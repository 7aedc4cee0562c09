//! Sandbox pool
//!
//! Hands out ready-to-use sandboxes, reclaims them, and keeps the number of
//! sandboxes this instance owns within bounds.
//!
//! - state.rs: slot registry and the release policy
//! - lease.rs: scoped ownership of one sandbox
//! - reaper.rs: periodic eviction of surplus idle sandboxes
//!
//! All bookkeeping sits behind one async mutex that is never held across a
//! runtime call. A sandbox leaves the available set under that lock, so two
//! acquires can never receive the same name.

mod lease;
mod reaper;
mod state;

pub use lease::Lease;
pub use state::SandboxState;

use std::sync::atomic::{AtomicBool, Ordering};
use std::sync::Arc;
use std::time::Duration;
use tokio::sync::{Mutex, Notify};
use tokio::time::Instant;
use tracing::{debug, error, info, warn};

use crate::config::{validate_config, Config, ContainerConfig, PoolConfig};
use crate::error::{Error, Result};
use crate::sandbox::shell::{keepalive_command, probe_passed, probe_script, wipe_script};
use crate::sandbox::{CommandExecutor, ResourceLimits, SandboxRuntime, SandboxSpec, Step};
use crate::types::PoolStatus;

use reaper::Reaper;
use state::{keep_on_release, PoolState};

/// Bounded set of reusable sandboxes owned by one instance
pub struct SandboxPool {
    runtime: Arc<dyn SandboxRuntime>,
    executor: CommandExecutor,
    config: PoolConfig,
    container: ContainerConfig,
    instance_id: String,
    /// `<name_prefix>-<instance_id>-`; every sandbox name starts with it
    prefix: String,
    state: Mutex<PoolState>,
    /// Woken when a sandbox becomes available or capacity frees up
    changed: Notify,
    /// Serialises the capacity check with the create that follows it
    provisioning: Mutex<()>,
    reaper: std::sync::Mutex<Option<Reaper>>,
    shut_down: AtomicBool,
}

☆ ☆ ☆

WHAT YOU HAVE TO DO —
Every line of the material above that includes the string "never" is required.

FINISHED EXERCISE —
//! All bookkeeping sits behind one async mutex that is never held across a
//! acquires can never receive the same name.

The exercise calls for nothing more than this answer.